The records, repeated exactly and in full, are the expected answer.

Items listed in a dataset
= Beginning of Section =

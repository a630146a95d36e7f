//! Surface syntax parsing and AST-to-`BitVector` encoding.
//!
//! This crate is intentionally IO-free: `Load`/`Unload` directives resolve
//! through the [`TheoryLoader`] trait rather than touching the filesystem
//! directly, so the encoder can be exercised with nothing but in-memory
//! fixtures.

mod ast;
mod condition;
mod encoder;
mod error;
mod lexer;
mod metadata;
mod parser;
mod scope;
mod theory_loader;

pub use ast::{Argument, Literal, Span, Statement};
pub use condition::{ConditionPart, RuleCandidate};
pub use encoder::Encoder;
pub use error::{EncodeError, EncodeResult};
pub use metadata::Metadata;
pub use parser::parse_source;
pub use scope::Scope;
pub use theory_loader::{InMemoryLoader, TheoryLoader};
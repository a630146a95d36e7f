//! Holobind CLI
//!
//! Command-line interface over [`holobind_session::Session`].
//!
//! # Commands
//!
//! | Command | Description |
//! |---------|-------------|
//! | `holobind learn <theory>` | Learn a theory file, report facts/warnings/errors |
//! | `holobind query <theory> <stmt>` | Learn, then resolve a hole-bearing query |
//! | `holobind prove <theory> <goal>` | Learn, then attempt a backward-chaining proof |
//! | `holobind stats <theory>` | Learn, then report fact/rule counts and contents |
//! | `holobind repl [theory]` | Interactive session over stdin/stdout |
//!
//! This binary is a manual-use tool, not a suite-loading test harness —
//! that responsibility is explicitly out of scope for the core engine.

mod cli;

pub use cli::run_cli;
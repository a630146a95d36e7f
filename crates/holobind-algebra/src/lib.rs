//! Deterministic stamping and the bind/bundle/similarity algebra that give
//! binary hyperdimensional vectors their holographic reasoning properties.

mod algebra;
mod error;
mod position;
mod stamp;

pub use algebra::{bind, bundle, similarity, top_k, unbind, ScoredAtom};
pub use error::{AlgebraError, AlgebraResult};
pub use position::{PositionCodes, MAX_POSITIONS};
pub use stamp::stamp;

pub use holobind_geometry::BitVector;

= End of Section =

## EXERCISE SOLUTION
repository a630146a95d36e7f
//! Surface syntax parsing and AST-to-`BitVector` encoding.
//!
//! This crate is intentionally IO-free: `Load`/`Unload` directives resolve
//! through the [`TheoryLoader`] trait rather than touching the filesystem
//! directly, so the encoder can be exercised with nothing but in-memory
//! fixtures.

mod ast;
mod condition;
mod encoder;
mod error;
mod lexer;
mod metadata;
mod parser;
mod scope;
mod theory_loader;

pub use ast::{Argument, Literal, Span, Statement};
pub use condition::{ConditionPart, RuleCandidate};
pub use encoder::Encoder;
pub use error::{EncodeError, EncodeResult};
pub use metadata::Metadata;
pub use parser::parse_source;
pub use scope::Scope;
pub use theory_loader::{InMemoryLoader, TheoryLoader};
repository a630146a95d36e7f
//! Holobind CLI
//!
//! Command-line interface over [`holobind_session::Session`].
//!
//! # Commands
//!
//! | Command | Description |
//! |---------|-------------|
//! | `holobind learn <theory>` | Learn a theory file, report facts/warnings/errors |
//! | `holobind query <theory> <stmt>` | Learn, then resolve a hole-bearing query |
//! | `holobind prove <theory> <goal>` | Learn, then attempt a backward-chaining proof |
//! | `holobind stats <theory>` | Learn, then report fact/rule counts and contents |
//! | `holobind repl [theory]` | Interactive session over stdin/stdout |
//!
//! This binary is a manual-use tool, not a suite-loading test harness —
//! that responsibility is explicitly out of scope for the core engine.

mod cli;

pub use cli::run_cli;
repository a630146a95d36e7f
filename crates/holobind-algebra/src/lib.rs
//! Deterministic stamping and the bind/bundle/similarity algebra that give
//! binary hyperdimensional vectors their holographic reasoning properties.

mod algebra;
mod error;
mod position;
mod stamp;

pub use algebra::{bind, bundle, similarity, top_k, unbind, ScoredAtom};
pub use error::{AlgebraError, AlgebraResult};
pub use position::{PositionCodes, MAX_POSITIONS};
pub use stamp::stamp;

pub use holobind_geometry::BitVector;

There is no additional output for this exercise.